--- START ---

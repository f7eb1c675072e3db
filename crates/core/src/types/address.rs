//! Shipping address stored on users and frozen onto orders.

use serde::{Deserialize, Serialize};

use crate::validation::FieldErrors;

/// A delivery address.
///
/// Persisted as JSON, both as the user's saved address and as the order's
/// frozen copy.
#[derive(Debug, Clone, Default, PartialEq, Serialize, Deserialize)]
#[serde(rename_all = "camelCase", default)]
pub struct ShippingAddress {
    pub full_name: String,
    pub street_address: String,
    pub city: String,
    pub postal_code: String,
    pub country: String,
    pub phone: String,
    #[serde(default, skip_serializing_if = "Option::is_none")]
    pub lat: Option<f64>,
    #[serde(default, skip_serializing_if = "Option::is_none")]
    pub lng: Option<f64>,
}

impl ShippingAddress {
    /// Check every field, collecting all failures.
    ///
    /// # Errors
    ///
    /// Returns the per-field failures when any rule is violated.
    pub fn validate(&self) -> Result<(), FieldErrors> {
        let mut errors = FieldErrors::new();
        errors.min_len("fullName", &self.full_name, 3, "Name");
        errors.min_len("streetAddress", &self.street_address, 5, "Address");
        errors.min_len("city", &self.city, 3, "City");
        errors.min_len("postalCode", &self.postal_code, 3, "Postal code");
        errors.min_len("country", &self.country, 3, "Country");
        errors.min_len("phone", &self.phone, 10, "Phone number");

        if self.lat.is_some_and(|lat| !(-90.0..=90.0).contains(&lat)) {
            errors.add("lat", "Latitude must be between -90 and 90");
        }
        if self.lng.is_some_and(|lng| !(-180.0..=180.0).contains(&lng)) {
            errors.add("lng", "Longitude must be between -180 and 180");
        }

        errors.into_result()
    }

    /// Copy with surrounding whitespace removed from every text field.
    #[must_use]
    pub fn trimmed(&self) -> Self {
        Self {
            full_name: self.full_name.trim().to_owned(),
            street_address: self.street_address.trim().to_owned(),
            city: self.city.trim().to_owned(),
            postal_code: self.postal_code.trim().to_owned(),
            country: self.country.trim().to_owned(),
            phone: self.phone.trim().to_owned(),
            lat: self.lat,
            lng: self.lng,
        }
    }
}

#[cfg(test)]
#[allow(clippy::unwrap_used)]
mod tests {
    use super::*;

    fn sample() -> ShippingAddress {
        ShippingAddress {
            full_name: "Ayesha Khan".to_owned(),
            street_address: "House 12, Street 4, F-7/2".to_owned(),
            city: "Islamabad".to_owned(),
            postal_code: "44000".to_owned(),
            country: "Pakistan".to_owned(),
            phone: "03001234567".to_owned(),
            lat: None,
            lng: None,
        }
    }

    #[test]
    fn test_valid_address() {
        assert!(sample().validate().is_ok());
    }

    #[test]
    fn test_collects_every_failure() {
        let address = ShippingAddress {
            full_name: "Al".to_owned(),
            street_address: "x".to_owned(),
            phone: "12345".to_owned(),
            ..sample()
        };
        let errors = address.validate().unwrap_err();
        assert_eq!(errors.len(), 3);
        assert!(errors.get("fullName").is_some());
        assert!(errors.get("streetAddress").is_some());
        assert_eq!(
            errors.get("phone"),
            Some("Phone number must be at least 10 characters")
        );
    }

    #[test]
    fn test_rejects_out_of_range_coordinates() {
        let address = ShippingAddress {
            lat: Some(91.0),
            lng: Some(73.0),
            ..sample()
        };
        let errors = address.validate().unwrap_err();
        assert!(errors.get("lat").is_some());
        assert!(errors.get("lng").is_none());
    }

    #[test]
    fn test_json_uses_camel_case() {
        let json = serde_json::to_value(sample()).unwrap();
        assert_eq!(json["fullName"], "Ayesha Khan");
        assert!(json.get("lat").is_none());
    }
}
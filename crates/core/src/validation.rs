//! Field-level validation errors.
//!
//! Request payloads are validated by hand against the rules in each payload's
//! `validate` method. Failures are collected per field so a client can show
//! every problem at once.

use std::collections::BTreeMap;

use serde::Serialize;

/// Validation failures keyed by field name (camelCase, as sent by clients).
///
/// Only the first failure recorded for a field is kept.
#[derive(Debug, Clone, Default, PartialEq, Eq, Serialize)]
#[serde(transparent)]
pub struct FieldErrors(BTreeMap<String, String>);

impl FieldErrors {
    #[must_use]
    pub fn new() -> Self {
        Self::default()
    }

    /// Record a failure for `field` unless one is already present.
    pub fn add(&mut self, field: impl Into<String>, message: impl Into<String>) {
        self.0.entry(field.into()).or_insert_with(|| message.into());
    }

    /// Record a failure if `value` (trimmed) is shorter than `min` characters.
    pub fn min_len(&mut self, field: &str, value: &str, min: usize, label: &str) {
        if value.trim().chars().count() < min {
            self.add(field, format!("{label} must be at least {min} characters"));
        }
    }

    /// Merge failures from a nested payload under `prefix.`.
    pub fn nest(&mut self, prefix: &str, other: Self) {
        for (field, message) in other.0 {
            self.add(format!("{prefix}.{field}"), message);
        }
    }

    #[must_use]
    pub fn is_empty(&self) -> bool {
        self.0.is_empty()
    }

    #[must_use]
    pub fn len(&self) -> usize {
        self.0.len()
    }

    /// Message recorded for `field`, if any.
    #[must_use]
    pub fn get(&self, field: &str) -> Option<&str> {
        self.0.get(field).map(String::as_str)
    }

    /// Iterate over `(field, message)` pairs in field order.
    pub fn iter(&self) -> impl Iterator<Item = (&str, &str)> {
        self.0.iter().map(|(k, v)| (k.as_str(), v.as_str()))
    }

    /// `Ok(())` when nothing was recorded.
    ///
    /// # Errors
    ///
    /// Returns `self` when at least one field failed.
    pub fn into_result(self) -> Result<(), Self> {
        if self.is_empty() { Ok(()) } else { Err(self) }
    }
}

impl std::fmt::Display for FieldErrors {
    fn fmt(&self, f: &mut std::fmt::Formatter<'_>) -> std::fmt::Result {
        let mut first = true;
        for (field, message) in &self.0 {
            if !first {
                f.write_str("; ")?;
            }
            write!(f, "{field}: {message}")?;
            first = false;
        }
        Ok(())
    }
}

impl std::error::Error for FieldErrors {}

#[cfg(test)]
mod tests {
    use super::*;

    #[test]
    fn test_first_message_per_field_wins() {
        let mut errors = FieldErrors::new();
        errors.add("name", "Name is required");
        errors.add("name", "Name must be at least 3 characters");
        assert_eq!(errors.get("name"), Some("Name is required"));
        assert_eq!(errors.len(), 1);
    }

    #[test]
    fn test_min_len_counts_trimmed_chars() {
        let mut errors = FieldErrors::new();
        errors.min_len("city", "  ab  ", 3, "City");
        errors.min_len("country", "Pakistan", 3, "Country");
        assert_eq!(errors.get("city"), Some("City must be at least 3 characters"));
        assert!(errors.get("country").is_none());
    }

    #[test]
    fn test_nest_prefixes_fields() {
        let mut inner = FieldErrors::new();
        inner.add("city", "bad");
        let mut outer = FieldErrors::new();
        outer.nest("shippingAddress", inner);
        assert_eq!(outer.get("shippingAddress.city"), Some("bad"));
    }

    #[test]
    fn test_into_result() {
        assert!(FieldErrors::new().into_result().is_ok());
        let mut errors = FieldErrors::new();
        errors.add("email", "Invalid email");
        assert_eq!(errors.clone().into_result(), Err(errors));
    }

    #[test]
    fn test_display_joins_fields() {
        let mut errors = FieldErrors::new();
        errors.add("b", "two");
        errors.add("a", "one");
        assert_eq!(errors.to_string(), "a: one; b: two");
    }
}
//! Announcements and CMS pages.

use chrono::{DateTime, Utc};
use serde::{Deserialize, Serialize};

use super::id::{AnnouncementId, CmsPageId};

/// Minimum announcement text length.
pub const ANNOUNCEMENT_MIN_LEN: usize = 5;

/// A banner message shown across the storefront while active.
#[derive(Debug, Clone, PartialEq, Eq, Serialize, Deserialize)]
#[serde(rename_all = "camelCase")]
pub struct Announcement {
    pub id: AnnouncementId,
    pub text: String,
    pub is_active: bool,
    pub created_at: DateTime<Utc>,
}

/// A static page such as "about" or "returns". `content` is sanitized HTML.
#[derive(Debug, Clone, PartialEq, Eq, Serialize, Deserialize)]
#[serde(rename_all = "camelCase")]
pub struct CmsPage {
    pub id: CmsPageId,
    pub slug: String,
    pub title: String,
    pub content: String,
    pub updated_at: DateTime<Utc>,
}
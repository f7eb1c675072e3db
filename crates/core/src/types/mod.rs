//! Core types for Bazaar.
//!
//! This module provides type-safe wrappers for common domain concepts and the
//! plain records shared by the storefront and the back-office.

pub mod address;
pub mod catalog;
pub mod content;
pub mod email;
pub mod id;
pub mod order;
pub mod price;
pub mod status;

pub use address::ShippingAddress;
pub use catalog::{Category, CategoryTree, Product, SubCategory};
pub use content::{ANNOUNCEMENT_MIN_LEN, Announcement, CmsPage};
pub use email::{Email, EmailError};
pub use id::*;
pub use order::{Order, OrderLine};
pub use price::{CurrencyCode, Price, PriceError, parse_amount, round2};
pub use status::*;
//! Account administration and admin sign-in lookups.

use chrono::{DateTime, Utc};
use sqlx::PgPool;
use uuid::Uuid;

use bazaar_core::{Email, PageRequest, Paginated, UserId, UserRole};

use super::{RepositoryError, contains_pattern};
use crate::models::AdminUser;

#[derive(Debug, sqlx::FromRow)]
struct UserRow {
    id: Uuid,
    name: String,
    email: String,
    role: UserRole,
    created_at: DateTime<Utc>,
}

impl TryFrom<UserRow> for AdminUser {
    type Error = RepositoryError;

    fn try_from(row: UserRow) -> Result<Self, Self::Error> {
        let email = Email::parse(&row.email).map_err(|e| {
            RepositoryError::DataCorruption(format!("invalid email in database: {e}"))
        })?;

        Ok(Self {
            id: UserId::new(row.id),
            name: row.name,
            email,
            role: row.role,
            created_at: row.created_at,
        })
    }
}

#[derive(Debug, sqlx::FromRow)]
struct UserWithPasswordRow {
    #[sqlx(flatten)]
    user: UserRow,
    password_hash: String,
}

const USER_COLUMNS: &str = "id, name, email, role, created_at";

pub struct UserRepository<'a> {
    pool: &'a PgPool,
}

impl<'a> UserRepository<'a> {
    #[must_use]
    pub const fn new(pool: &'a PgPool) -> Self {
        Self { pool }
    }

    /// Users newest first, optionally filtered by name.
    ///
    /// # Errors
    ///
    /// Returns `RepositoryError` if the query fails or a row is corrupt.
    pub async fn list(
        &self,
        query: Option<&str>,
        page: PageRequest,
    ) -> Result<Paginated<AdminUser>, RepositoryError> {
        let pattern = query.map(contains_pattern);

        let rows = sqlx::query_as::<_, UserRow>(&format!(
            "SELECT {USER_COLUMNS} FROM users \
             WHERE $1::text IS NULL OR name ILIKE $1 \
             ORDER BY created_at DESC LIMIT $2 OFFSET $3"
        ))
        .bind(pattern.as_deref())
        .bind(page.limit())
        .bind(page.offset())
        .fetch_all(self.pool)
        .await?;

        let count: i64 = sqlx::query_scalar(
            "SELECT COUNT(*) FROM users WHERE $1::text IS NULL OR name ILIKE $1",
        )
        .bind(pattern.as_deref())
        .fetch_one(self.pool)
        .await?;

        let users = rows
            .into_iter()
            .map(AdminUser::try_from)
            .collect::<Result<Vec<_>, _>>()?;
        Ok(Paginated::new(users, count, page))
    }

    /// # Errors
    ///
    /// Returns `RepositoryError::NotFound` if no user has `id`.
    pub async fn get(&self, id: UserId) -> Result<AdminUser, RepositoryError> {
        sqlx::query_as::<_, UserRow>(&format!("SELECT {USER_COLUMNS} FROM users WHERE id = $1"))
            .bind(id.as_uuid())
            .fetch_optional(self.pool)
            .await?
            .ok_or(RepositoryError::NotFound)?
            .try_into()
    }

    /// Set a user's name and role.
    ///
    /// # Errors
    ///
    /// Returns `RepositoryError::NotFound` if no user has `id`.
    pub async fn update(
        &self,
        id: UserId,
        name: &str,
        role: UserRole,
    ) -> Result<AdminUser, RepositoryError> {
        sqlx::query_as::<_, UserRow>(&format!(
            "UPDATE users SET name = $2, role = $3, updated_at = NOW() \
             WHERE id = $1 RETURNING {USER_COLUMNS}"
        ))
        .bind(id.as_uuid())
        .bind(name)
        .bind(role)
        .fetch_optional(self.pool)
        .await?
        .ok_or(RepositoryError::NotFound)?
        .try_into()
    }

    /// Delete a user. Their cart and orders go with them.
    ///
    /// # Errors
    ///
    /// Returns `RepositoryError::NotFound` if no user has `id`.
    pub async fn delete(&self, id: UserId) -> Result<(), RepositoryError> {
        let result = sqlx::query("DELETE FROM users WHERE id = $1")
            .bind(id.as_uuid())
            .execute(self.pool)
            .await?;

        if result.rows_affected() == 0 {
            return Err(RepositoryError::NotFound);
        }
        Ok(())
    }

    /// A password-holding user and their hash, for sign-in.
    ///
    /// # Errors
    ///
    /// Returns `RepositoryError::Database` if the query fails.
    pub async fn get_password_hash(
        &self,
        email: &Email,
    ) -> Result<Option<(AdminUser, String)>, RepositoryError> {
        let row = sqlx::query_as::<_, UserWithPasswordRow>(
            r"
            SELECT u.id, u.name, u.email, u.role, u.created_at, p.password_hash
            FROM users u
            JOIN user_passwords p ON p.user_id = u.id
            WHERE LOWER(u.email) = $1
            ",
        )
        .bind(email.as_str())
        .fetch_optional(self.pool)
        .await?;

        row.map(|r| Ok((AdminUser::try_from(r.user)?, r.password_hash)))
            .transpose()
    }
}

--- END ---

Exercise directions:
From the listing above, copy all lines holding the word "UserRepository".

Response below:
pub struct UserRepository<'a> {
impl<'a> UserRepository<'a> {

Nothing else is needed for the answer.